IMPORTANT COMMUNITYCARE AND KIDMED
INFORMATION
THE COMMUNITYCARE REFERRAL AND KIDMED LINKAGE AND TIMELY FILING
REQUIREMENTS WERE TEMPORARILY WAIVED FOR ENROLLEES FROM THE PARISHES MOST DIRECTLY AFFECTED BY HURRICANES KATRINA AND RITA. FOR ENROLLEES
FROM THE FOLLOWING PARISHES: VERMILION, CALCASIEU, ST. TAMMANY, WEST JEFFERSON, IBERIA, AND ST. MARY, THOSE WAIVERS WILL END EFFECTIVE FOR DATES
OF SERVICE BEGINNING 1-1-2006. THIS MEANS THAT IF YOU PROVIDE MEDICAL CARE ON OR AFTER 1-1-2006, TO A COMMUNITYCARE ENROLLEE FROM ONE OF THE ABOVE
PARISHES, AND YOU ARE NOT THE PCP OF RECORD, YOU WILL NEED A REFERRAL FROM THE PCP IN ORDER TO BE PAID BY
MEDICAID. SERVICES PROVIDED TO KIDMED ENROLLEES WHO ARE NOT IN COMMUNITYCARE MUST BE PROVIDED BY THE KIDMED
PROVIDER OF RECORD AND FILED WITH MEDICAID IN ACCORDANCE WITH KIDMED TIMELY FILING REQUIREMENTS. THE COMMUNITYCARE REFERRAL/KIDMED LINKAGE
AND TIMELY FILING REQUIREMENTS WILL CONTINUE TO BE WAIVED FOR RECIPIENTS FROM ORLEANS, ST. BERNARD, PLAQUEMINES, EAST JEFFERSON AND CAMERON
PARISHES UNTIL FURTHER NOTICE.
ATTENTION PHARMACY PROVIDERS
THE PHARMACY BENEFITS MANAGEMENT SERVICE MANUAL IS NOW AVAILABLE AT
WWW.LAMEDICAID.COM. THIS MANUAL HAS BEEN DESIGNED TO PROVIDE THE
PHARMACY PROVIDER WITH THE LATEST MEDICAID POLICY IN A CONCISE AND EASY TO READ FORMAT. THE MANUAL WILL BE UPDATED AS CHANGES IN POLICY OCCUR.

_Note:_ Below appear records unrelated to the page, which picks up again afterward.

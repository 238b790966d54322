use std::fs;
use std::path::{Path, PathBuf};

use serde::{Deserialize, Serialize};

const STAGES_PREFIX: &str = "stages/";

#[derive(Debug, Clone, PartialEq, Eq, Serialize, Deserialize)]
pub struct StageFile {
    /// Path as written in a roster, e.g. `stages/kfm.def`.
    pub path: String,
    /// File stem, used for display and ordering.
    pub name: String,
}

/// Character tokens under `chars_dir`, sorted. `chars/kfm/kfm.def` is
/// reported as `kfm`; every other definition by its relative path.
pub fn scan_characters(chars_dir: &Path) -> Vec<String> {
    let mut out: Vec<String> = def_files(chars_dir)
        .into_iter()
        .filter_map(|path| character_token(chars_dir, &path))
        .collect();
    out.sort();
    out
}

/// Stage definitions under `stages_dir`, sorted by name.
pub fn scan_stages(stages_dir: &Path) -> Vec<StageFile> {
    let mut out: Vec<StageFile> = def_files(stages_dir)
        .into_iter()
        .filter_map(|path| {
            let rel = relative_slash_path(stages_dir, &path)?;
            let name = path.file_stem()?.to_string_lossy().to_string();
            Some(StageFile {
                path: format!("{STAGES_PREFIX}{rel}"),
                name,
            })
        })
        .collect();
    out.sort_by(|a, b| a.name.cmp(&b.name).then_with(|| a.path.cmp(&b.path)));
    out
}

fn character_token(chars_dir: &Path, path: &Path) -> Option<String> {
    let rel = relative_slash_path(chars_dir, path)?;
    let stem = path.file_stem()?.to_string_lossy();
    let folder = path.parent()?.file_name()?.to_string_lossy();
    if rel.matches('/').count() == 1 && folder.eq_ignore_ascii_case(&stem) {
        return Some(folder.to_string());
    }
    Some(rel)
}

fn relative_slash_path(base: &Path, path: &Path) -> Option<String> {
    let rel = path.strip_prefix(base).ok()?;
    let parts: Vec<String> = rel
        .components()
        .map(|c| c.as_os_str().to_string_lossy().to_string())
        .collect();
    Some(parts.join("/"))
}

/// Every `*.def` below `root`. Unreadable directories are skipped.
fn def_files(root: &Path) -> Vec<PathBuf> {
    let mut out = Vec::new();
    let mut pending = vec![root.to_path_buf()];
    while let Some(dir) = pending.pop() {
        let entries = match fs::read_dir(&dir) {
            Ok(entries) => entries,
            Err(e) => {
                tracing::debug!(dir = %dir.display(), error = %e, "skipping unreadable directory");
                continue;
            }
        };
        for entry in entries.flatten() {
            let Ok(file_type) = entry.file_type() else {
                continue;
            };
            let path = entry.path();
            if file_type.is_dir() {
                pending.push(path);
            } else if is_def_file(&path) {
                out.push(path);
            }
        }
    }
    out
}

fn is_def_file(path: &Path) -> bool {
    path.extension()
        .is_some_and(|ext| ext.to_string_lossy().eq_ignore_ascii_case("def"))
}

#[cfg(test)]
mod tests {
    use std::fs;

    use super::*;

    fn touch(path: &Path) {
        fs::create_dir_all(path.parent().expect("parent")).expect("mkdir");
        fs::write(path, "[Info]\n").expect("write");
    }

    #[test]
    fn characters_use_folder_name_when_def_matches() {
        let dir = tempfile::tempdir().expect("tempdir");
        let chars = dir.path().join("chars");
        touch(&chars.join("kfm").join("KFM.def"));
        touch(&chars.join("ryu").join("ryu_alt.def"));
        touch(&chars.join("loose.def"));
        touch(&chars.join("pack").join("ken").join("ken.def"));
        touch(&chars.join("kfm").join("readme.txt"));

        assert_eq!(
            scan_characters(&chars),
            vec!["kfm", "loose.def", "pack/ken/ken.def", "ryu/ryu_alt.def"]
        );
    }

    #[test]
    fn stages_are_prefixed_and_sorted_by_name() {
        let dir = tempfile::tempdir().expect("tempdir");
        let stages = dir.path().join("stages");
        touch(&stages.join("zeta.def"));
        touch(&stages.join("extra").join("alpha.DEF"));

        let found = scan_stages(&stages);
        let paths: Vec<_> = found.iter().map(|s| s.path.as_str()).collect();
        assert_eq!(paths, vec!["stages/extra/alpha.DEF", "stages/zeta.def"]);
        assert_eq!(found[0].name, "alpha");
    }

    #[test]
    fn missing_directory_scans_empty() {
        assert!(scan_characters(Path::new("/no/such/chars")).is_empty());
        assert!(scan_stages(Path::new("/no/such/stages")).is_empty());
    }
}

EFFECTIVE 1-1-2006, FULL BENEFIT DUAL ELIGIBLE MEDICAID RECIPIENTS WILL
NO LONGER RECEIVE THEIR PHARMACY BENEFITS THROUGH THE LOUISIANA MEDICAID PHARMACY PROGRAM WITH THE EXCEPTION OF SOME DRUGS EXCLUDED FROM THE
PART D BENEFIT. A DETAILED LETTER REGARDING MEDICARE PART D AS IT RELATES TO FULL BENEFIT DUAL ELIGIBLE MEDICAID RECIPIENTS IS POSTED ON THE
LOUISIANA MEDICAID WEBSITE AT WWW.LAMEDICAID.COM.